Little Primer of Du Fu, Poems 11-15
This week we're reading poems 11 through 15, inclusive.
How to Read Chinese Poetry has two chapters on forms Du Fu uses extensively:
Ch 8, Recent Style Shi Poetry, Pentasyllabic Regulated Verse (Wuyan Lüshi)
Ch 9, Recent Style Shi Poetry, Heptasyllabic Regulated Verse (Qiyan Lüshi)
Three other chapters on other verse forms that Du Fu sometimes employs, or which people quoting Du Fu employ, also mention him:
Ch 10, Recent Style Shi Poetry, Quatrains (Jueju): some mention of Du Fu’s “Three Quatrains, No. 3”
Ch 14, Ci Poetry, Long Song Lyrics on Objects (Yongwu Ci): some mention of Du Fu's “Beautiful Lady” (Jiaren)
Ch 18, A Synthesis: Rhythm, Syntax, and Vision of Chinese Poetry: some mention of Du Fu’s poem “The Jiang and Han Rivers”
Additional Reading for this Week: Chapter 8
Re: 11. 月夜憶舍弟 Yuè-yè yì shè-dì
The Read Aloud audio uses Xu where Hawkes uses Shu, and reverses the first two syllables of line 2 (on the card, not out loud).
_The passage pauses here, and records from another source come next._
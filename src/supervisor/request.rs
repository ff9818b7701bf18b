//! Immutable description of a command to run.

use std::collections::BTreeMap;
use std::fmt;
use std::path::{Path, PathBuf};

use serde::{Deserialize, Serialize};

/// How an elevated command obtains its privileges.
#[derive(Debug, Clone, Copy, PartialEq, Eq, Default, Serialize, Deserialize)]
#[serde(rename_all = "lowercase")]
pub enum ElevationMethod {
    /// Run as the current user.
    #[default]
    None,
    /// Interactive agent (`pkexec`), prompts through a system dialog.
    Pkexec,
    /// `sudo`, optionally fed a password on stdin.
    Sudo,
}

impl fmt::Display for ElevationMethod {
    fn fmt(&self, f: &mut fmt::Formatter<'_>) -> fmt::Result {
        match self {
            ElevationMethod::None => write!(f, "none"),
            ElevationMethod::Pkexec => write!(f, "pkexec"),
            ElevationMethod::Sudo => write!(f, "sudo"),
        }
    }
}

/// How stdout and stderr are delivered.
#[derive(Debug, Clone, Copy, PartialEq, Eq, Default, Serialize, Deserialize)]
#[serde(rename_all = "lowercase")]
pub enum OutputMode {
    /// Both streams share one pipe, one buffer and one callback channel.
    #[default]
    Merged,
    /// Each stream has its own buffer and callback channel.
    Separate,
}

/// A command submitted to the supervisor.
///
/// Built with the chained setters below, then handed to
/// [`ProcessSupervisor::run`](super::ProcessSupervisor::run), after which it
/// is never modified.
#[derive(Clone, PartialEq, Eq)]
pub struct ProcessRequest {
    command: String,
    elevation: ElevationMethod,
    credential: Option<String>,
    shell: bool,
    cwd: Option<PathBuf>,
    env: BTreeMap<String, String>,
    output_mode: OutputMode,
}

impl ProcessRequest {
    /// Create a shell-wrapped, unelevated request with merged output.
    pub fn new(command: impl Into<String>) -> Self {
        Self {
            command: command.into(),
            elevation: ElevationMethod::None,
            credential: None,
            shell: true,
            cwd: None,
            env: BTreeMap::new(),
            output_mode: OutputMode::Merged,
        }
    }

    /// Elevate the command with `method`.
    pub fn elevate(mut self, method: ElevationMethod) -> Self {
        self.elevation = method;
        self
    }

    /// Credential piped to `sudo -S`. Ignored by other methods.
    pub fn credential(mut self, secret: impl Into<String>) -> Self {
        self.credential = Some(secret.into());
        self
    }

    /// Run through `bash -lc` (default) or split into argv directly.
    pub fn shell(mut self, shell: bool) -> Self {
        self.shell = shell;
        self
    }

    /// Working directory for the child.
    pub fn current_dir(mut self, dir: impl Into<PathBuf>) -> Self {
        self.cwd = Some(dir.into());
        self
    }

    /// Add an environment override.
    pub fn env(mut self, key: impl Into<String>, value: impl Into<String>) -> Self {
        self.env.insert(key.into(), value.into());
        self
    }

    /// Choose merged or separate output channels.
    pub fn output_mode(mut self, mode: OutputMode) -> Self {
        self.output_mode = mode;
        self
    }

    /// Command text as submitted.
    #[must_use]
    pub fn command(&self) -> &str {
        &self.command
    }

    /// Elevation method (`None` when unelevated).
    #[must_use]
    pub fn elevation(&self) -> ElevationMethod {
        self.elevation
    }

    /// Whether the command runs inside an elevation wrapper.
    #[must_use]
    pub fn is_elevated(&self) -> bool {
        self.elevation != ElevationMethod::None
    }

    /// Credential for password-pipe elevation, if any.
    #[must_use]
    pub fn secret(&self) -> Option<&str> {
        self.credential.as_deref()
    }

    /// Whether the command is wrapped in a login shell.
    #[must_use]
    pub fn is_shell(&self) -> bool {
        self.shell
    }

    /// Working directory, if overridden.
    #[must_use]
    pub fn cwd(&self) -> Option<&Path> {
        self.cwd.as_deref()
    }

    /// Environment overrides.
    #[must_use]
    pub fn envs(&self) -> &BTreeMap<String, String> {
        &self.env
    }

    /// Output channel mode.
    #[must_use]
    pub fn mode(&self) -> OutputMode {
        self.output_mode
    }
}

impl fmt::Debug for ProcessRequest {
    fn fmt(&self, f: &mut fmt::Formatter<'_>) -> fmt::Result {
        f.debug_struct("ProcessRequest")
            .field("command", &self.command)
            .field("elevation", &self.elevation)
            .field("credential", &self.credential.as_ref().map(|_| "<redacted>"))
            .field("shell", &self.shell)
            .field("cwd", &self.cwd)
            .field("env", &self.env)
            .field("output_mode", &self.output_mode)
            .finish()
    }
}
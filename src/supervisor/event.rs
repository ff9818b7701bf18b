//! Process events and the observer seam.

use tokio::sync::mpsc::UnboundedSender;

/// Identifier assigned to every submitted request, starting at 1.
pub type ProcessId = u64;

/// Which channel a chunk of output arrived on.
#[derive(Debug, Clone, Copy, PartialEq, Eq)]
pub enum OutputStream {
    /// stdout and stderr interleaved into one channel.
    Merged,
    /// stdout only (separate mode).
    Stdout,
    /// stderr only (separate mode).
    Stderr,
}

/// Event emitted by the supervisor for a single process.
#[derive(Debug, Clone, PartialEq, Eq)]
pub enum ProcessEvent {
    /// A decoded chunk of output.
    Output {
        /// Process that produced the output.
        id: ProcessId,
        /// Channel the chunk arrived on.
        stream: OutputStream,
        /// Newly arrived text.
        chunk: String,
    },
    /// The process exited. Non-zero codes are ordinary completions.
    Completed {
        /// Process that exited.
        id: ProcessId,
        /// Exit code, or `128 + signal` when killed by a signal.
        code: i32,
    },
    /// The process could not be started or waited on.
    Failed {
        /// Process that failed.
        id: ProcessId,
        /// Synthetic non-zero status.
        code: i32,
        /// Human-readable reason.
        message: String,
    },
}

impl ProcessEvent {
    /// Process this event belongs to.
    #[must_use]
    pub fn id(&self) -> ProcessId {
        match self {
            ProcessEvent::Output { id, .. }
            | ProcessEvent::Completed { id, .. }
            | ProcessEvent::Failed { id, .. } => *id,
        }
    }

    /// Whether this is the single terminal event of its process.
    #[must_use]
    pub fn is_terminal(&self) -> bool {
        !matches!(self, ProcessEvent::Output { .. })
    }
}

/// Receives output and lifecycle callbacks from the supervisor.
///
/// Callbacks run on the supervisor's I/O tasks, so implementations should
/// hand work off rather than block.
pub trait ProcessObserver: Send + Sync {
    /// A chunk of output arrived.
    fn on_output(&self, _id: ProcessId, _stream: OutputStream, _chunk: &str) {}

    /// The process exited with `code`.
    fn on_completed(&self, _id: ProcessId, _code: i32) {}

    /// The process failed to start or could not be waited on.
    fn on_failed(&self, _id: ProcessId, _code: i32, _message: &str) {}
}

/// Forward every callback as a [`ProcessEvent`] into a single-consumer queue.
impl ProcessObserver for UnboundedSender<ProcessEvent> {
    fn on_output(&self, id: ProcessId, stream: OutputStream, chunk: &str) {
        let _ = self.send(ProcessEvent::Output {
            id,
            stream,
            chunk: chunk.to_string(),
        });
    }

    fn on_completed(&self, id: ProcessId, code: i32) {
        let _ = self.send(ProcessEvent::Completed { id, code });
    }

    fn on_failed(&self, id: ProcessId, code: i32, message: &str) {
        let _ = self.send(ProcessEvent::Failed {
            id,
            code,
            message: message.to_string(),
        });
    }
}
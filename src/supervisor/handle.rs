//! Handle to a supervised process.

use std::sync::{Mutex, MutexGuard, PoisonError};

use chrono::{DateTime, Utc};
use serde::Serialize;

use super::event::{OutputStream, ProcessId};
use super::request::ProcessRequest;

/// Lifecycle state of a supervised process.
#[derive(Debug, Clone, Copy, PartialEq, Eq, Serialize)]
#[serde(rename_all = "lowercase")]
pub enum ProcessState {
    /// Submitted and not yet finished.
    Running,
    /// Exited; exit code recorded.
    Completed,
    /// Could not be started or waited on; error recorded.
    Failed,
}

#[derive(Debug)]
struct HandleInner {
    state: ProcessState,
    pid: Option<u32>,
    stdout: String,
    stderr: String,
    exit_code: Option<i32>,
    error: Option<String>,
}

/// Shared view of one supervised process.
///
/// Owned by the supervisor; callers receive an `Arc` reference. All
/// mutation goes through crate-private methods used by the I/O tasks.
#[derive(Debug)]
pub struct ProcessHandle {
    id: ProcessId,
    request: ProcessRequest,
    created_at: DateTime<Utc>,
    inner: Mutex<HandleInner>,
}

impl ProcessHandle {
    pub(crate) fn new(id: ProcessId, request: ProcessRequest) -> Self {
        Self {
            id,
            request,
            created_at: Utc::now(),
            inner: Mutex::new(HandleInner {
                state: ProcessState::Running,
                pid: None,
                stdout: String::new(),
                stderr: String::new(),
                exit_code: None,
                error: None,
            }),
        }
    }

    /// Identifier assigned at submission.
    #[must_use]
    pub fn id(&self) -> ProcessId {
        self.id
    }

    /// The request this handle was created from.
    #[must_use]
    pub fn request(&self) -> &ProcessRequest {
        &self.request
    }

    /// Submission time.
    #[must_use]
    pub fn created_at(&self) -> DateTime<Utc> {
        self.created_at
    }

    /// Current lifecycle state.
    #[must_use]
    pub fn state(&self) -> ProcessState {
        self.lock().state
    }

    /// Whether the process has not reached a terminal state.
    #[must_use]
    pub fn is_running(&self) -> bool {
        self.state() == ProcessState::Running
    }

    /// OS pid, once spawned.
    #[must_use]
    pub fn pid(&self) -> Option<u32> {
        self.lock().pid
    }

    /// Accumulated stdout (or merged output).
    #[must_use]
    pub fn stdout(&self) -> String {
        self.lock().stdout.clone()
    }

    /// Accumulated stderr (separate mode only).
    #[must_use]
    pub fn stderr(&self) -> String {
        self.lock().stderr.clone()
    }

    /// Exit code; `None` while running.
    #[must_use]
    pub fn exit_code(&self) -> Option<i32> {
        self.lock().exit_code
    }

    /// Failure description for `Failed` handles.
    #[must_use]
    pub fn error(&self) -> Option<String> {
        self.lock().error.clone()
    }

    pub(crate) fn set_pid(&self, pid: u32) {
        self.lock().pid = Some(pid);
    }

    pub(crate) fn append(&self, stream: OutputStream, chunk: &str) {
        let mut inner = self.lock();
        match stream {
            OutputStream::Merged | OutputStream::Stdout => inner.stdout.push_str(chunk),
            OutputStream::Stderr => inner.stderr.push_str(chunk),
        }
    }

    /// Transition to `Completed`. Returns false if already terminal.
    pub(crate) fn complete(&self, code: i32) -> bool {
        let mut inner = self.lock();
        if inner.state != ProcessState::Running {
            return false;
        }
        inner.state = ProcessState::Completed;
        inner.exit_code = Some(code);
        true
    }

    /// Transition to `Failed`. Returns false if already terminal.
    pub(crate) fn fail(&self, code: i32, message: impl Into<String>) -> bool {
        let mut inner = self.lock();
        if inner.state != ProcessState::Running {
            return false;
        }
        inner.state = ProcessState::Failed;
        inner.exit_code = Some(code);
        inner.error = Some(message.into());
        true
    }

    fn lock(&self) -> MutexGuard<'_, HandleInner> {
        self.inner.lock().unwrap_or_else(PoisonError::into_inner)
    }
}
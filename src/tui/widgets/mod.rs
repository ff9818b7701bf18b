//! TUI widgets for rendering panels.
//!
//! - `HudWidget` - Latest scan frame
//! - `LogsWidget` - Attack narration and state changes
//! - `StatusWidget` - Phase, mode and keybindings

pub mod hud;
pub mod logs;
pub mod status;

pub use hud::HudWidget;
pub use logs::LogsWidget;
pub use status::StatusWidget;
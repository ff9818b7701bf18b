//! Where attack commands are sent.

use std::sync::Arc;

use crate::supervisor::{ProcessId, ProcessObserver, ProcessRequest, ProcessSupervisor};

/// Launches and kills commands on behalf of the attack loop.
///
/// Completion is reported out of band as
/// [`ProcessEvent`](crate::supervisor::ProcessEvent)s carrying the returned id.
pub trait CommandExecutor: Send {
    /// Start `request` and return its id.
    fn execute(&mut self, request: ProcessRequest) -> ProcessId;

    /// Kill the process group of `id`. `false` if it was not running.
    fn kill(&mut self, id: ProcessId) -> bool;
}

/// Runs commands on a [`ProcessSupervisor`], reporting to one observer.
pub struct SupervisorExecutor {
    supervisor: ProcessSupervisor,
    observer: Arc<dyn ProcessObserver>,
}

impl SupervisorExecutor {
    /// Wrap `supervisor`; every command reports to `observer`.
    pub fn new(supervisor: ProcessSupervisor, observer: Arc<dyn ProcessObserver>) -> Self {
        Self {
            supervisor,
            observer,
        }
    }
}

impl CommandExecutor for SupervisorExecutor {
    fn execute(&mut self, request: ProcessRequest) -> ProcessId {
        let handle = self.supervisor.run(request, Arc::clone(&self.observer));
        handle.id()
    }

    fn kill(&mut self, id: ProcessId) -> bool {
        self.supervisor.kill(id)
    }
}

#[cfg(test)]
mod tests {
    use super::*;
    use crate::supervisor::ProcessEvent;
    use tokio::sync::mpsc;

    #[tokio::test]
    async fn test_supervisor_executor_reports_completion() {
        let (tx, mut rx) = mpsc::unbounded_channel::<ProcessEvent>();
        let mut executor = SupervisorExecutor::new(ProcessSupervisor::new(), Arc::new(tx));

        let id = executor.execute(ProcessRequest::new("echo ready"));

        loop {
            let event = rx.recv().await.unwrap();
            assert_eq!(event.id(), id);
            if let ProcessEvent::Completed { code, .. } = event {
                assert_eq!(code, 0);
                break;
            }
        }
        assert!(!executor.kill(id));
    }
}
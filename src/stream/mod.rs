//! Terminal-stream aggregation for the scan HUD.
//!
//! Capture tools such as airodump-ng redraw a full-screen table with
//! cursor-home sequences and carriage returns. [`StreamFrame`] applies those
//! semantics to produce a clean multi-line frame; [`StreamAggregator`] runs a
//! frame on a single consumer task fed through a channel and emits throttled
//! snapshots on a fixed interval.
//!
//! The aggregator only decorates output for a viewer. Nothing it produces is
//! fed back into the attack loop.

mod aggregator;
mod frame;

pub use aggregator::{AggregatorConfig, StreamAggregator};
pub use frame::{StreamFrame, DEFAULT_FRAME_MARKER, DEFAULT_MAX_LINES};
//! Terminal user interface.
//!
//! A ratatui front-end for one attack session:
//! - Scan HUD showing the capture tool's latest frame
//! - Attack narration and state changes
//! - Status bar with phase, interface mode and keybindings
//!
//! # Architecture
//!
//! ```text
//! ┌─────────────────────────────────────────┐
//! │                                         │
//! │   Scan HUD                              │
//! │   CH  6 ][ Elapsed: 12 s ][ ...         │
//! │                                         │
//! ├─────────────────────────────────────────┤
//! │   Logs                                  │
//! │   12:00:01 [attack] Setting channel 6   │
//! ├─────────────────────────────────────────┤
//! │ scanning | monitor | [x] stop | [q] quit│
//! └─────────────────────────────────────────┘
//! ```

pub mod app;
pub mod input;
pub mod layout;
pub mod runner;
pub mod state;
pub mod widgets;

pub use app::TuiApp;
pub use input::{handle_event, InputResult};
pub use layout::TuiLayout;
pub use runner::TuiRunner;
pub use state::{FocusPanel, LogCategory, LogEntry, MAX_LOG_ENTRIES};
pub use widgets::{HudWidget, LogsWidget, StatusWidget};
“My Brothers” does the collective term he uses not also include his sister?
Is she-di different from shidi?
‘Ssu’ that is a wild way to write a Chinese character
Odd that Hawkes believes so much that the named times in these poems correspond to a real composition time, rather than being a mere poetic conceit.
“From tonight onwards the dew will be white.” Is he just saying there will be frost on the grass from here on out?
Re: 11. 月夜憶舍弟 Yuè-yè yì shè-dì
Re: 11. 月夜憶舍弟 Yuè-yè yì shè-dì
Re: 11. 月夜憶舍弟 Yuè-yè yì shè-dì
She-di is specifically younger brother, so different from shidi.
Yes on the frost.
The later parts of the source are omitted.